They say what goes around comes around, and we’ve certainly seen that with the fashions of the 1990s. Crop tops, high-waisted jeans, acid-washed denim, and other staples of the decade have made their way back into style again, like it or not.
A little retro flavor can be fun now and then. But a ’90s-style home? As if!
That’s what Janci Deetz, a stager and designer with studio D—a boutique home staging and interior design firm with offices in San Francisco and Brooklyn—had to say about a home in Oakland, Calif., that she was tapped to make over.
This six-bedroom, four-bathroom home is located in a neighborhood that had been completely wiped out by a major fire in 1991. Thus, all the homes there were rebuilt in the 1990s, and many of them still retain that style.
First, Hope Broderick, a real estate agent, ordered renovations to open up the 3,396-square-foot home, which had small, divided rooms and a curved stairwell that blocked much of the light to the back of the house.
“She removed the old stairwell, opened up the smaller rooms, and painted the whole house an airy white,” Deetz says. “Then it was our turn to make sense of the new spaces.”
Replacing the curved, carpeted staircase, which had solid, continual, wall-like railing, with a new modern one, featuring industrial-looking black railings and floating blond wood steps, immediately benefited one room in particular, which serves as a bit of a pass-through space that the family used for hanging out.
“Reorienting the staircase allowed us to make a dramatic statement as you land on this level with a well appointed bar,” she noted.
Still, the room had an odd shape, as a transition space between the landing and the dining area. So, as part of her mission to highlight the home’s best features (including incredible bay views), to open and unify it, and to create warmth and visual interest, Deetz drew up a three-pronged goal for the space: to ensure it had a purpose, to create good flow, and to highlight the fireplace, she says.
As the focal point of the entire room, the large fireplace’s dated tile surround was replaced with a bookended quartz surround in a neutral hue that “completely transformed and modernized” it, she says. Then, to add even more drama, bring in light, and reflect bay views, two large, white-framed floor mirrors were placed alongside the fireplace.
“Mirrors, mirrors, mirrors,” Deetz explains. “They bring light and views where there are none and transform the view from every angle as you walk through the home.”

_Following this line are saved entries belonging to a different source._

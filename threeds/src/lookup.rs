//! Lookup response wire types.
//!
//! The gateway answers a lookup with a JSON document describing the
//! tokenized payment method, the ACS (access control server) handoff data,
//! and the current liability-shift state. When the document carries an ACS
//! URL, the cardholder must complete an authentication challenge; when it
//! does not, the lookup outcome is terminal.

use serde::Deserialize;

/// A successful lookup answer from the gateway.
#[derive(Debug, Clone, PartialEq, Eq, Deserialize)]
#[serde(rename_all = "camelCase")]
pub struct LookupResponse {
    /// The tokenized payment method the lookup ran against.
    #[serde(default)]
    pub payment_method: Option<TokenizedCard>,
    /// ACS handoff data for the authentication challenge.
    pub lookup: Lookup,
    /// Liability-shift state reported by the gateway.
    #[serde(default)]
    pub three_d_secure_info: Option<ThreeDSecureInfo>,
}

impl LookupResponse {
    /// Returns `true` when the cardholder must complete an authentication
    /// challenge before the transaction can proceed.
    #[must_use]
    pub fn requires_user_authentication(&self) -> bool {
        self.lookup.acs_url.is_some()
    }
}

/// ACS handoff fields for the challenge flow.
#[derive(Debug, Clone, PartialEq, Eq, Deserialize)]
#[serde(rename_all = "camelCase")]
pub struct Lookup {
    /// Challenge URL; `null` when no challenge is required.
    #[serde(default)]
    pub acs_url: Option<String>,
    /// Merchant descriptor echoed back to the gateway after the challenge.
    pub md: String,
    /// Return URL the ACS redirects to when the challenge finishes.
    pub term_url: String,
    /// Payer authentication request blob forwarded to the ACS.
    pub pareq: String,
    /// Protocol version the gateway selected (e.g. `"1.0.2"`).
    #[serde(default)]
    pub three_d_secure_version: Option<String>,
}

/// The tokenized card referenced by a lookup.
#[derive(Debug, Clone, PartialEq, Eq, Deserialize)]
#[serde(rename_all = "camelCase")]
pub struct TokenizedCard {
    /// One-time-use reference to the payment method.
    pub nonce: String,
    /// Display description (e.g. `"ending in 11"`).
    #[serde(default)]
    pub description: Option<String>,
}

/// Liability-shift state for a lookup.
#[derive(Debug, Clone, Copy, PartialEq, Eq, Default, Deserialize)]
#[serde(rename_all = "camelCase")]
pub struct ThreeDSecureInfo {
    /// Whether fraud liability has shifted to the card issuer.
    #[serde(default)]
    pub liability_shifted: bool,
    /// Whether a liability shift is possible for this card.
    #[serde(default)]
    pub liability_shift_possible: bool,
}

#[cfg(test)]
mod tests {
    use super::*;

    #[test]
    fn deserializes_challenge_document() {
        let raw = r#"{
            "paymentMethod": {
                "type": "CreditCard",
                "nonce": "123456-12345-12345-a-adfa",
                "description": "ending in 11"
            },
            "lookup": {
                "acsUrl": "https://acs.example.com/auth",
                "md": "merchant-descriptor",
                "termUrl": "https://gateway.example.com/term",
                "pareq": "pareq-blob",
                "threeDSecureVersion": "1.0.2"
            },
            "threeDSecureInfo": {
                "liabilityShifted": false,
                "liabilityShiftPossible": true
            }
        }"#;

        let response: LookupResponse = serde_json::from_str(raw).unwrap();
        assert!(response.requires_user_authentication());
        assert_eq!(
            response.lookup.acs_url.as_deref(),
            Some("https://acs.example.com/auth")
        );
        assert_eq!(response.lookup.md, "merchant-descriptor");
        assert_eq!(response.lookup.pareq, "pareq-blob");
        assert_eq!(
            response.payment_method.unwrap().nonce,
            "123456-12345-12345-a-adfa"
        );
        let info = response.three_d_secure_info.unwrap();
        assert!(!info.liability_shifted);
        assert!(info.liability_shift_possible);
    }

    #[test]
    fn null_acs_url_means_no_challenge() {
        let raw = r#"{
            "lookup": {
                "acsUrl": null,
                "md": "merchant-descriptor",
                "termUrl": "https://gateway.example.com/term",
                "pareq": ""
            }
        }"#;

        let response: LookupResponse = serde_json::from_str(raw).unwrap();
        assert!(!response.requires_user_authentication());
        assert_eq!(response.payment_method, None);
        assert_eq!(response.lookup.three_d_secure_version, None);
    }
}
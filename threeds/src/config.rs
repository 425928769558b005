//! Gateway configuration.
//!
//! The merchant's gateway configuration document carries the flag that
//! enables or disables the 3D Secure flow. Fetching the document is a host
//! application concern; this module only models the fields the lookup flow
//! reads.

use serde::{Deserialize, Serialize};

/// The subset of the gateway configuration the lookup flow consumes.
///
/// A verification attempt against a configuration with
/// `three_d_secure_enabled == false` dispatches no network request and
/// reports an error through the session's listeners instead.
///
/// # Example
///
/// ```rust
/// use threeds::config::Configuration;
///
/// let configuration: Configuration =
///     serde_json::from_str(r#"{"threeDSecureEnabled": true}"#)?;
/// assert!(configuration.three_d_secure_enabled);
/// # Ok::<(), serde_json::Error>(())
/// ```
#[derive(Debug, Clone, Copy, Default, PartialEq, Eq, Serialize, Deserialize)]
#[serde(rename_all = "camelCase")]
pub struct Configuration {
    /// Whether 3D Secure verification is enabled for this merchant.
    ///
    /// Defaults to `false`: a configuration that never mentioned the flag
    /// must not be treated as enabled.
    #[serde(default)]
    pub three_d_secure_enabled: bool,
}

impl Configuration {
    /// Returns a configuration with 3D Secure enabled.
    #[must_use]
    pub const fn enabled() -> Self {
        Self {
            three_d_secure_enabled: true,
        }
    }
}

#[cfg(test)]
mod tests {
    use super::*;

    #[test]
    fn missing_flag_defaults_to_disabled() {
        let configuration: Configuration = serde_json::from_str("{}").unwrap();
        assert!(!configuration.three_d_secure_enabled);
    }

    #[test]
    fn flag_round_trips_in_camel_case() {
        let json = serde_json::to_value(Configuration::enabled()).unwrap();
        assert_eq!(json["threeDSecureEnabled"], true);
    }
}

During the renovation, a door to the adjacent deck had been relocated a few feet away, with a large window left in its place, complementing the quartet of smaller square windows above. As natural light floods the space, it looks considerably larger than before.
Where there was once a sloppy-looking lounging area with an outdated TV and a couple matching armchairs, she and her team created an intimate seating area “with cozy chairs in a refined velvet, a cushy inviting sheepskin rug, and some natural touches like the wooden stump that give a nod to our forested surroundings we are so lucky to enjoy in the East Bay,” she says.
Plus, the organic shape of the rug and chairs helped emphasize the feeling of flow that the team desired.
“We kept the coffee table and color palette light to reinforce the airy feel of the space,” Deetz says. As in the rest of the home, the carpet was replaced with beachy hardwoods and the walls were painted white.
The light, renewed feel of the space—as well as the entire house—helped it sell within 16 days for $155,000 over asking price. And while it’s totally a bummer that the sculpture of the musician dude had to go, we think even he’d agree that the room’s fresh new look is all that and a bag of chips.